This consistently excellent collection of twenty-two essays is essential reading for researchers and students in the fields of early modern British literature, history, religion, politics, and material culture. Many of the contributions are authored by internationally renowned experts in their respective areas. Following an insightful introduction and an especially helpful opening section that outlines “Critical Approaches and Methodologies,” the chapters are organized both into meaningful historical groups spanning the period 1526 to 1676 and into six themes: “Reformations,” “Collaborations and Coteries,” “Transmissions,” “Transnationalities,” “Form and Genre,” and “Material Textualities.” Phillippy’s introduction provides the reader with a detailed table showing how each essay fits with the others in relation to the volume’s sophisticated organizational scheme (7). The chapters also participate in four overarching debates concerning “Recoveries and Transmissions,” “Authorial Agency and Identity Politics,” “Subversion, Orthodoxy, and the Canon,” and “Tradition and Truth in the Archives.” Most of the essays focus on specific women, including Frances Aburgavenny, Anne Askew, Anne Cooke Bacon, Aphra Behn, Anne Bradstreet, Mary Carleton, Elizabeth Cary, Elizabeth Cavendish, Jane Cavendish, Margaret Cavendish, Anne Clifford, Jane Grey, Lucy Hutchinson, Esther Inglis, Aemilia Lanyer, Elizabeth Melville, Katherine Philips, Elizabeth Tudor, Elizabeth Tyrwhit, Isabella Whitney, and Mary Wroth. The volume also includes eleven useful figures.

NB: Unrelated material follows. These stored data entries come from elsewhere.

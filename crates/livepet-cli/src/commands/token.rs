//! Development bearer tokens for owner routes.

use clap::{Args, Subcommand};
use serde::Serialize;
use tabled::Tabled;

use livepet_auth::JwtEncoder;
use livepet_core::config::AppConfig;
use livepet_core::error::AppError;
use livepet_core::types::UserId;

use crate::output::{self, OutputFormat};

/// Arguments for token commands
#[derive(Debug, Args)]
pub struct TokenArgs {
    /// Token subcommand
    #[command(subcommand)]
    pub command: TokenCommand,
}

/// Token subcommands
#[derive(Debug, Subcommand)]
pub enum TokenCommand {
    /// Sign an access token for an owner
    Issue {
        /// Owner user ID
        #[arg(long)]
        user_id: UserId,
        /// Owner email
        #[arg(long)]
        email: String,
    },
}

#[derive(Debug, Serialize, Tabled)]
struct TokenRow {
    user_id: String,
    expires_at: String,
    access_token: String,
}

/// Execute token commands
pub fn execute(args: &TokenArgs, config: &AppConfig, format: OutputFormat) -> Result<(), AppError> {
    match &args.command {
        TokenCommand::Issue { user_id, email } => {
            if config.auth.jwt_secret == "CHANGE_ME_IN_PRODUCTION" {
                output::print_warning("auth.jwt_secret is the default; the token is only good for local use");
            }
            let issued = JwtEncoder::new(&config.auth).issue(*user_id, email)?;
            output::print_item(
                &TokenRow {
                    user_id: user_id.to_string(),
                    expires_at: issued.expires_at.to_rfc3339(),
                    access_token: issued.access_token,
                },
                format,
            );
        }
    }
    Ok(())
}
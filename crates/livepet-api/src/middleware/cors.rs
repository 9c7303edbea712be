//! CORS layer configuration.

use std::time::Duration;

use axum::http::{HeaderValue, Method, header};
use tower_http::cors::{Any, CorsLayer};

use livepet_core::config::app::CorsConfig;

/// Builds a CORS tower layer from configuration.
///
/// The share frontend needs `GET` for resolution, `POST` for code
/// verification and issuance, and the `Authorization` header for owners.
pub fn build_cors_layer(config: &CorsConfig) -> CorsLayer {
    let mut layer = CorsLayer::new()
        .allow_methods([Method::GET, Method::POST, Method::OPTIONS])
        .allow_headers([header::AUTHORIZATION, header::CONTENT_TYPE, header::ACCEPT])
        .max_age(Duration::from_secs(config.max_age_seconds));

    if config.allowed_origins.iter().any(|o| o == "*") {
        layer = layer.allow_origin(Any);
    } else {
        let origins: Vec<HeaderValue> = config
            .allowed_origins
            .iter()
            .filter_map(|o| o.parse().ok())
            .collect();
        layer = layer.allow_origin(origins);
    }

    layer
}
//! Core type definitions used across the workspace.

pub mod id;
pub mod pagination;

pub use id::*;
pub use pagination::{PageRequest, PageResponse};
//! JWT token validation.

use jsonwebtoken::{Algorithm, DecodingKey, Validation, decode};
use tracing::debug;

use livepet_core::config::auth::AuthConfig;
use livepet_core::error::AppError;

use super::claims::Claims;

/// Validates owner access tokens.
#[derive(Clone)]
pub struct JwtDecoder {
    decoding_key: DecodingKey,
    validation: Validation,
}

impl std::fmt::Debug for JwtDecoder {
    fn fmt(&self, f: &mut std::fmt::Formatter<'_>) -> std::fmt::Result {
        f.debug_struct("JwtDecoder")
            .field("validation", &self.validation)
            .finish()
    }
}

impl JwtDecoder {
    /// Creates a new decoder from auth configuration.
    pub fn new(config: &AuthConfig) -> Self {
        let mut validation = Validation::new(Algorithm::HS256);
        validation.validate_exp = true;
        validation.leeway = 5;
        validation.set_required_spec_claims(&["exp", "sub"]);

        Self {
            decoding_key: DecodingKey::from_secret(config.jwt_secret.as_bytes()),
            validation,
        }
    }

    /// Verifies signature and expiry and returns the claims.
    pub fn decode_access_token(&self, token: &str) -> Result<Claims, AppError> {
        let token_data =
            decode::<Claims>(token, &self.decoding_key, &self.validation).map_err(|e| {
                debug!(error = %e, "Rejected bearer token");
                match e.kind() {
                    jsonwebtoken::errors::ErrorKind::ExpiredSignature => {
                        AppError::authentication("Token has expired")
                    }
                    jsonwebtoken::errors::ErrorKind::InvalidSignature => {
                        AppError::authentication("Invalid token signature")
                    }
                    _ => AppError::authentication("Invalid token"),
                }
            })?;

        Ok(token_data.claims)
    }
}
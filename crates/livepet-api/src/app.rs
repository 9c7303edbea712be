//! Application builder: wires router, middleware, and state into an Axum app.

use std::net::SocketAddr;
use std::time::Duration;

use axum::Router;
use axum::extract::DefaultBodyLimit;
use tower_http::timeout::TimeoutLayer;
use tower_http::trace::TraceLayer;

use livepet_core::config::AppConfig;
use livepet_core::error::AppError;
use livepet_database::Stores;
use livepet_service::notification::build_relay;

use crate::middleware::compression::build_compression_layer;
use crate::middleware::cors::build_cors_layer;
use crate::router::build_router;
use crate::state::AppState;

/// Builds the complete Axum application with all routes and middleware.
pub fn build_app(state: AppState) -> Router {
    let server = state.config.server.clone();
    build_router(state)
        .layer(DefaultBodyLimit::max(server.body_limit_bytes))
        .layer(TimeoutLayer::new(Duration::from_secs(server.request_timeout_seconds)))
        .layer(build_compression_layer())
        .layer(build_cors_layer(&server.cors))
        .layer(TraceLayer::new_for_http())
}

/// Runs the share server until Ctrl+C.
pub async fn run_server(config: AppConfig) -> Result<(), AppError> {
    tracing::info!(
        store = ?config.database.provider,
        relay = ?config.notification.provider,
        "Starting Livepet share server"
    );

    // ── Step 1: Stores ───────────────────────────────────────────
    let stores = Stores::connect(&config.database).await?;

    // ── Step 2: Notification relay ───────────────────────────────
    let relay = build_relay(&config.notification)?;

    // ── Step 3: Services and router ──────────────────────────────
    let addr = format!("{}:{}", config.server.host, config.server.port);
    let state = AppState::new(config, stores.clone(), relay);
    let app = build_app(state);

    let listener = tokio::net::TcpListener::bind(&addr)
        .await
        .map_err(|e| AppError::internal(format!("Failed to bind {addr}: {e}")))?;

    tracing::info!("Livepet share server listening on {}", addr);

    axum::serve(
        listener,
        app.into_make_service_with_connect_info::<SocketAddr>(),
    )
    .with_graceful_shutdown(shutdown_signal())
    .await
    .map_err(|e| AppError::internal(format!("Server error: {e}")))?;

    if let Some(pool) = stores.pool.as_ref() {
        pool.close().await;
    }
    tracing::info!("Livepet share server stopped");
    Ok(())
}

async fn shutdown_signal() {
    if let Err(e) = tokio::signal::ctrl_c().await {
        tracing::error!(error = %e, "Failed to listen for shutdown signal");
    }
}
//! Client address and user agent of an incoming request.

use std::net::SocketAddr;

use axum::extract::{ConnectInfo, FromRequestParts};
use axum::http::request::Parts;
use axum::http::{Extensions, HeaderMap, header};

use livepet_service::ClientInfo;

use crate::error::ApiError;
use crate::state::AppState;

/// Socket peer of the request. When `trust_forwarded_for` is set the first
/// `X-Forwarded-For` hop wins, since the peer is then the proxy.
pub fn client_ip(
    headers: &HeaderMap,
    extensions: &Extensions,
    trust_forwarded_for: bool,
) -> Option<String> {
    let forwarded = trust_forwarded_for
        .then(|| forwarded_for(headers))
        .flatten();

    forwarded.or_else(|| {
        extensions
            .get::<ConnectInfo<SocketAddr>>()
            .map(|ConnectInfo(addr)| addr.ip().to_string())
    })
}

fn forwarded_for(headers: &HeaderMap) -> Option<String> {
    headers
        .get("x-forwarded-for")
        .and_then(|v| v.to_str().ok())
        .and_then(|v| v.split(',').next())
        .map(str::trim)
        .filter(|v| !v.is_empty())
        .map(String::from)
}

/// `User-Agent` header value.
pub fn user_agent(headers: &HeaderMap) -> Option<String> {
    headers
        .get(header::USER_AGENT)
        .and_then(|v| v.to_str().ok())
        .map(String::from)
}

/// Anonymous recipient of a share link.
#[derive(Debug, Clone)]
pub struct Recipient(pub ClientInfo);

impl FromRequestParts<AppState> for Recipient {
    type Rejection = ApiError;

    async fn from_request_parts(
        parts: &mut Parts,
        state: &AppState,
    ) -> Result<Self, Self::Rejection> {
        let trust = state.config.rate_limit.trust_forwarded_for;
        Ok(Recipient(ClientInfo {
            ip_address: client_ip(&parts.headers, &parts.extensions, trust),
            user_agent: user_agent(&parts.headers),
        }))
    }
}
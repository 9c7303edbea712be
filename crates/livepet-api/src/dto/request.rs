//! Request DTOs.

use serde::{Deserialize, Serialize};

pub use livepet_service::share::CreateShareRequest;

/// Access code entered by a recipient.
#[derive(Debug, Clone, Serialize, Deserialize)]
pub struct VerifyCodeRequest {
    /// The six-digit code from the share email.
    pub code: String,
}
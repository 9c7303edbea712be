//! Owner-side share management: issuance, listing, and revocation.

use std::sync::Arc;
use std::time::Duration;

use chrono::{DateTime, Utc};
use serde::{Deserialize, Serialize};
use tracing::{info, warn};
use validator::Validate;

use livepet_core::config::share::ShareConfig;
use livepet_core::error::AppError;
use livepet_core::result::AppResult;
use livepet_core::types::{PageRequest, PageResponse, PetId, ShareId};
use livepet_database::{HealthStore, ShareStore};
use livepet_entity::access_log::AccessLogEntry;
use livepet_entity::health::{NewHealthRecord, SHARE_EVENT_RECORD_TYPE};
use livepet_entity::pet::PetProfile;
use livepet_entity::share::{
    CategoryVisibility, ExpirationWindow, NewShareGrant, ShareGrant, ShareState,
};

use super::link::LinkService;
use crate::context::RequestContext;
use crate::notification::{NotificationRelay, ShareEmail};

/// Owner request to share a pet's health profile.
#[derive(Debug, Clone, Serialize, Deserialize, Validate)]
pub struct CreateShareRequest {
    /// Where the link is sent.
    #[validate(email(message = "recipient_email must be a valid email address"))]
    pub recipient_email: String,
    /// Recipient display name.
    #[validate(length(max = 200))]
    pub recipient_name: Option<String>,
    /// Personal note included in the email and profile.
    #[validate(length(max = 2000))]
    pub message: Option<String>,
    /// One of 1, 6, 12, 24, 48, 72, 168, 720.
    #[serde(default = "default_expiration_hours")]
    pub expiration_hours: u32,
    /// View cap; omit for unlimited.
    #[validate(range(min = 1, message = "max_views must be at least 1"))]
    pub max_views: Option<i32>,
    /// Whether recipients must enter a six-digit code.
    #[serde(default = "default_true")]
    pub require_access_code: bool,
    #[serde(default = "default_true")]
    pub allow_health_records: bool,
    #[serde(default = "default_true")]
    pub allow_vitals: bool,
    #[serde(default = "default_true")]
    pub allow_alerts: bool,
    #[serde(default = "default_true")]
    pub allow_documents: bool,
}

impl CreateShareRequest {
    /// A request with the default options for `recipient_email`.
    pub fn for_recipient(recipient_email: impl Into<String>) -> Self {
        Self {
            recipient_email: recipient_email.into(),
            recipient_name: None,
            message: None,
            expiration_hours: default_expiration_hours(),
            max_views: None,
            require_access_code: true,
            allow_health_records: true,
            allow_vitals: true,
            allow_alerts: true,
            allow_documents: true,
        }
    }

    fn visibility(&self) -> CategoryVisibility {
        CategoryVisibility {
            allow_health_records: self.allow_health_records,
            allow_vitals: self.allow_vitals,
            allow_alerts: self.allow_alerts,
            allow_documents: self.allow_documents,
        }
    }
}

/// Returned to the owner after issuance. The only place the access code is
/// ever shown.
#[derive(Debug, Clone, Serialize, Deserialize)]
pub struct CreatedShare {
    pub share_id: ShareId,
    pub share_token: String,
    pub access_code: Option<String>,
    pub share_url: String,
    pub expires_at: DateTime<Utc>,
    /// `false` means the link exists but the email may not have been sent.
    pub email_sent: bool,
}

/// Owner view of a grant with its effective state.
#[derive(Debug, Clone, Serialize, Deserialize)]
pub struct ShareSummary {
    #[serde(flatten)]
    pub grant: ShareGrant,
    pub state: ShareState,
    pub requires_code: bool,
    pub remaining_views: Option<i32>,
    pub share_url: String,
}

/// Manages grant issuance, listing, and revocation for owners.
#[derive(Clone)]
pub struct ShareService {
    shares: Arc<dyn ShareStore>,
    health: Arc<dyn HealthStore>,
    relay: Arc<dyn NotificationRelay>,
    links: LinkService,
    config: ShareConfig,
    relay_timeout: Duration,
}

impl std::fmt::Debug for ShareService {
    fn fmt(&self, f: &mut std::fmt::Formatter<'_>) -> std::fmt::Result {
        f.debug_struct("ShareService")
            .field("config", &self.config)
            .field("relay_timeout", &self.relay_timeout)
            .finish_non_exhaustive()
    }
}

impl ShareService {
    /// Creates a new share service.
    pub fn new(
        shares: Arc<dyn ShareStore>,
        health: Arc<dyn HealthStore>,
        relay: Arc<dyn NotificationRelay>,
        config: ShareConfig,
        relay_timeout: Duration,
    ) -> Self {
        Self {
            shares,
            health,
            relay,
            links: LinkService::new(),
            config,
            relay_timeout,
        }
    }

    /// Issue a grant for one of the owner's pets.
    ///
    /// Input is validated before the store is touched. The timeline record
    /// and the email are best effort: their failure never fails issuance.
    pub async fn create_share(
        &self,
        ctx: &RequestContext,
        pet_id: PetId,
        req: CreateShareRequest,
    ) -> AppResult<CreatedShare> {
        let req = normalize(req);
        req.validate()
            .map_err(|e| AppError::validation(format!("Invalid share request: {e}")))?;
        let window = ExpirationWindow::try_from(req.expiration_hours).map_err(AppError::validation)?;

        let pet = self
            .health
            .find_owned_pet(pet_id, ctx.user_id)
            .await?
            .ok_or_else(|| AppError::not_found("Pet not found"))?;

        let share_token = self.links.generate_token();
        let access_code = req
            .require_access_code
            .then(|| self.links.generate_access_code());
        let created_at = Utc::now();
        let expires_at = created_at + window.duration();

        let grant = self
            .shares
            .create_share(&NewShareGrant {
                share_token,
                user_id: ctx.user_id,
                pet_id,
                access_code,
                recipient_email: req.recipient_email.clone(),
                recipient_name: req.recipient_name.clone(),
                message: req.message.clone(),
                created_at,
                expires_at,
                max_views: req.max_views,
                visibility: req.visibility(),
            })
            .await?;

        info!(
            user_id = %ctx.user_id,
            pet_id = %pet_id,
            share_id = %grant.id,
            expiration_hours = window.hours(),
            max_views = ?grant.max_views,
            requires_code = grant.requires_code(),
            "Health profile share created"
        );

        let share_url = self.config.share_url(&grant.share_token);
        self.record_on_timeline(ctx, &pet, &grant, window).await;
        let email_sent = self.send_email(&pet, &grant, &share_url, window).await;

        Ok(CreatedShare {
            share_id: grant.id,
            share_token: grant.share_token,
            access_code: grant.access_code,
            share_url,
            expires_at: grant.expires_at,
            email_sent,
        })
    }

    /// The owner's grants, newest first.
    pub async fn list_shares(
        &self,
        ctx: &RequestContext,
        page: PageRequest,
    ) -> AppResult<PageResponse<ShareSummary>> {
        let now = Utc::now();
        let page = self
            .shares
            .list_shares_by_owner(ctx.user_id, &page.normalized())
            .await?;
        Ok(page.map(|grant| self.summarize(grant, now)))
    }

    /// One of the owner's grants.
    pub async fn get_share(&self, ctx: &RequestContext, share_id: ShareId) -> AppResult<ShareSummary> {
        let grant = self.owned_grant(ctx, share_id).await?;
        Ok(self.summarize(grant, Utc::now()))
    }

    /// Revoke one of the owner's grants. Revoking twice is a no-op.
    pub async fn revoke(&self, ctx: &RequestContext, share_id: ShareId) -> AppResult<ShareSummary> {
        let now = Utc::now();
        let grant = self
            .shares
            .revoke_share(share_id, ctx.user_id, now)
            .await?
            .ok_or_else(|| AppError::not_found("Share not found"))?;

        info!(user_id = %ctx.user_id, share_id = %share_id, "Health profile share revoked");
        Ok(self.summarize(grant, now))
    }

    /// Access log of one of the owner's grants, newest first.
    pub async fn access_logs(
        &self,
        ctx: &RequestContext,
        share_id: ShareId,
    ) -> AppResult<Vec<AccessLogEntry>> {
        let grant = self.owned_grant(ctx, share_id).await?;
        self.shares.list_access_logs(grant.id).await
    }

    async fn owned_grant(&self, ctx: &RequestContext, share_id: ShareId) -> AppResult<ShareGrant> {
        self.shares
            .find_share_by_id(share_id)
            .await?
            .filter(|g| g.user_id == ctx.user_id)
            .ok_or_else(|| AppError::not_found("Share not found"))
    }

    fn summarize(&self, grant: ShareGrant, now: DateTime<Utc>) -> ShareSummary {
        ShareSummary {
            state: grant.state_at(now),
            requires_code: grant.requires_code(),
            remaining_views: grant.remaining_views(),
            share_url: self.config.share_url(&grant.share_token),
            grant,
        }
    }

    async fn record_on_timeline(
        &self,
        ctx: &RequestContext,
        pet: &PetProfile,
        grant: &ShareGrant,
        window: ExpirationWindow,
    ) {
        let record = NewHealthRecord {
            pet_id: pet.id,
            user_id: ctx.user_id,
            record_type: SHARE_EVENT_RECORD_TYPE.to_string(),
            title: "Health Profile Shared".to_string(),
            description: Some(match grant.recipient_name.as_deref() {
                Some(name) => format!("Health profile shared with {name} for {window}"),
                None => format!("Health profile shared for {window}"),
            }),
            date: grant.created_at.date_naive(),
            notes: Some(format!(
                "Expires {}. Access code {}.",
                grant.expires_at.format("%Y-%m-%d %H:%M UTC"),
                if grant.requires_code() { "required" } else { "not required" }
            )),
        };
        if let Err(e) = self.health.create_record(&record).await {
            warn!(share_id = %grant.id, pet_id = %pet.id, error = %e, "Failed to add share to health timeline");
        }
    }

    async fn send_email(
        &self,
        pet: &PetProfile,
        grant: &ShareGrant,
        share_url: &str,
        window: ExpirationWindow,
    ) -> bool {
        let email = ShareEmail {
            recipient_email: grant.recipient_email.clone(),
            recipient_name: grant.recipient_name.clone(),
            pet_name: pet.name.clone(),
            share_url: share_url.to_string(),
            access_code: grant.access_code.clone(),
            expiration_hours: window.hours(),
            expires_at: grant.expires_at,
            message: grant.message.clone(),
        };

        match tokio::time::timeout(self.relay_timeout, self.relay.send_share_email(&email)).await {
            Ok(Ok(())) => true,
            Ok(Err(e)) => {
                warn!(share_id = %grant.id, error = %e, "Share created but email was not sent");
                false
            }
            Err(_) => {
                warn!(share_id = %grant.id, timeout = ?self.relay_timeout, "Share email relay timed out");
                false
            }
        }
    }
}

/// Trim free text and drop empty optionals.
fn normalize(mut req: CreateShareRequest) -> CreateShareRequest {
    req.recipient_email = req.recipient_email.trim().to_string();
    req.recipient_name = non_empty(req.recipient_name);
    req.message = non_empty(req.message);
    req
}

fn non_empty(value: Option<String>) -> Option<String> {
    value
        .map(|v| v.trim().to_string())
        .filter(|v| !v.is_empty())
}

fn default_expiration_hours() -> u32 {
    ExpirationWindow::default().hours()
}

fn default_true() -> bool {
    true
}
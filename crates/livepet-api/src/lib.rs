//! # livepet-api
//!
//! HTTP surface of the share service. Owner routes take a bearer token;
//! the public share routes are anonymous and rate limited per client.

pub mod app;
pub mod dto;
pub mod error;
pub mod extractors;
pub mod handlers;
pub mod middleware;
pub mod router;
pub mod state;

pub use app::{build_app, run_server};
pub use error::ApiError;
pub use state::AppState;
//! Convenience result type alias.

use crate::error::AppError;

/// A specialized `Result` type for Livepet operations.
pub type AppResult<T> = Result<T, AppError>;
//! PostgreSQL connection pool management.

use std::time::Duration;

use sqlx::postgres::{PgPool, PgPoolOptions};
use tracing::info;

use livepet_core::config::database::DatabaseConfig;
use livepet_core::error::{AppError, ErrorKind};

/// Wrapper around the sqlx PostgreSQL connection pool.
#[derive(Debug, Clone)]
pub struct DatabasePool {
    /// The underlying sqlx connection pool.
    pool: PgPool,
}

impl DatabasePool {
    /// Create a new database pool from configuration.
    pub async fn connect(config: &DatabaseConfig) -> Result<Self, AppError> {
        info!(
            url = %mask_password(&config.url),
            max_connections = config.max_connections,
            min_connections = config.min_connections,
            "Connecting to PostgreSQL"
        );

        let pool = PgPoolOptions::new()
            .max_connections(config.max_connections)
            .min_connections(config.min_connections)
            .acquire_timeout(Duration::from_secs(config.connect_timeout_seconds))
            .idle_timeout(Duration::from_secs(config.idle_timeout_seconds))
            .connect(&config.url)
            .await
            .map_err(|e| {
                AppError::with_source(
                    ErrorKind::Database,
                    format!("Failed to connect to database: {e}"),
                    e,
                )
            })?;

        info!("Successfully connected to PostgreSQL");
        Ok(Self { pool })
    }

    /// Return a reference to the underlying sqlx pool.
    pub fn pool(&self) -> &PgPool {
        &self.pool
    }

    /// Check database connectivity.
    pub async fn health_check(&self) -> Result<bool, AppError> {
        sqlx::query_scalar::<_, i32>("SELECT 1")
            .fetch_one(&self.pool)
            .await
            .map(|v| v == 1)
            .map_err(|e| AppError::with_source(ErrorKind::Database, "Database health check failed", e))
    }

    /// Close all connections in the pool.
    pub async fn close(&self) {
        self.pool.close().await;
        info!("Database pool closed");
    }
}

/// Mask the password portion of a database URL for safe logging.
fn mask_password(url: &str) -> String {
    let scheme_end = url.find("://").map(|p| p + 3).unwrap_or(0);
    let Some(at_pos) = url[scheme_end..].rfind('@').map(|p| p + scheme_end) else {
        return url.to_string();
    };
    match url[scheme_end..at_pos].find(':') {
        Some(colon) => format!("{}:****@{}", &url[..scheme_end + colon], &url[at_pos + 1..]),
        None => url.to_string(),
    }
}
//! Response compression layer.

use tower_http::compression::CompressionLayer;

/// Builds a gzip compression layer.
pub fn build_compression_layer() -> CompressionLayer {
    CompressionLayer::new().gzip(true)
}
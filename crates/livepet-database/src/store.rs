//! Store seams used by the share services.
//!
//! Both traits have a PostgreSQL implementation (`repositories`) and an
//! in-memory one (`memory`). Implementations must make
//! [`ShareStore::consume_view`] atomic: two concurrent calls against a grant
//! with one view left may not both succeed.

use async_trait::async_trait;
use chrono::{DateTime, Utc};

use livepet_core::result::AppResult;
use livepet_core::types::{PageRequest, PageResponse, PetId, ShareId, UserId};
use livepet_entity::access_log::{AccessLogEntry, NewAccessLogEntry};
use livepet_entity::health::{Alert, Document, HealthRecord, NewHealthRecord, Vital};
use livepet_entity::pet::PetProfile;
use livepet_entity::share::{NewShareGrant, ShareGrant};

/// Persistence for share grants and their access log.
#[async_trait]
pub trait ShareStore: Send + Sync + 'static {
    /// Persist a new grant. It starts active with zero views.
    async fn create_share(&self, data: &NewShareGrant) -> AppResult<ShareGrant>;

    /// Find a grant by internal id.
    async fn find_share_by_id(&self, id: ShareId) -> AppResult<Option<ShareGrant>>;

    /// Find a grant by its URL token.
    async fn find_share_by_token(&self, token: &str) -> AppResult<Option<ShareGrant>>;

    /// List an owner's grants, newest first.
    async fn list_shares_by_owner(
        &self,
        owner: UserId,
        page: &PageRequest,
    ) -> AppResult<PageResponse<ShareGrant>>;

    /// Count one view if, at `now`, the grant is active, unexpired and
    /// below its cap. Also stamps `last_accessed_at`.
    ///
    /// Returns the updated grant, or `None` when no view was consumed.
    async fn consume_view(&self, id: ShareId, now: DateTime<Utc>)
    -> AppResult<Option<ShareGrant>>;

    /// Revoke a grant owned by `owner`.
    ///
    /// Returns `None` when no such grant belongs to `owner`. An already
    /// revoked grant is returned unchanged.
    async fn revoke_share(
        &self,
        id: ShareId,
        owner: UserId,
        now: DateTime<Utc>,
    ) -> AppResult<Option<ShareGrant>>;

    /// Append an access log entry.
    async fn append_access_log(&self, entry: &NewAccessLogEntry) -> AppResult<AccessLogEntry>;

    /// All access log entries for a grant, newest first.
    async fn list_access_logs(&self, share_id: ShareId) -> AppResult<Vec<AccessLogEntry>>;
}

/// Read access to owner health data, always scoped by pet.
#[async_trait]
pub trait HealthStore: Send + Sync + 'static {
    /// Find a pet by id.
    async fn find_pet(&self, pet_id: PetId) -> AppResult<Option<PetProfile>>;

    /// Find a pet only if it belongs to `owner`.
    async fn find_owned_pet(&self, pet_id: PetId, owner: UserId) -> AppResult<Option<PetProfile>>;

    /// Most recent records by `date`, newest first. Share-event entries are
    /// excluded.
    async fn recent_records(&self, pet_id: PetId, limit: u32) -> AppResult<Vec<HealthRecord>>;

    /// Most recent vitals by `measured_at`, newest first.
    async fn recent_vitals(&self, pet_id: PetId, limit: u32) -> AppResult<Vec<Vital>>;

    /// Active alerts by `due_date` ascending, undated last. `None` means no limit.
    async fn active_alerts(&self, pet_id: PetId, limit: Option<u32>) -> AppResult<Vec<Alert>>;

    /// Most recent documents by `document_date`, newest first.
    async fn recent_documents(&self, pet_id: PetId, limit: u32) -> AppResult<Vec<Document>>;

    /// Append a record to a pet's health timeline.
    async fn create_record(&self, data: &NewHealthRecord) -> AppResult<HealthRecord>;
}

A great strength of this monumental volume is its acknowledgement of what Margaret J. M. Ezell eloquently calls the “sparkling multiplicity” of women’s writings (45): appropriately enough, attending to this multiplicity corresponds to writing a history of early modern women’s writing, not the history, as the book’s title itself makes clear. As Phillippy asserts, “The intention of this volume. . .is [End Page 171] to present a history that respects and acknowledges the multiplicity of women’s writing while at the same time seeking grounds in the subject to support a unified narrative and to work against the unfeatured accretion of names and titles that can easily result in a disjointed account of unrelated textual events” (6). The introduction explains how the chapters collectively address the methodological challenges posed by the diverse nature of women’s writings, as well as by complex, persistent questions of canonicity and gender. To put those challenges and questions in context, Phillippy gives a concise, accessible account of early approaches to writing women’s literary history.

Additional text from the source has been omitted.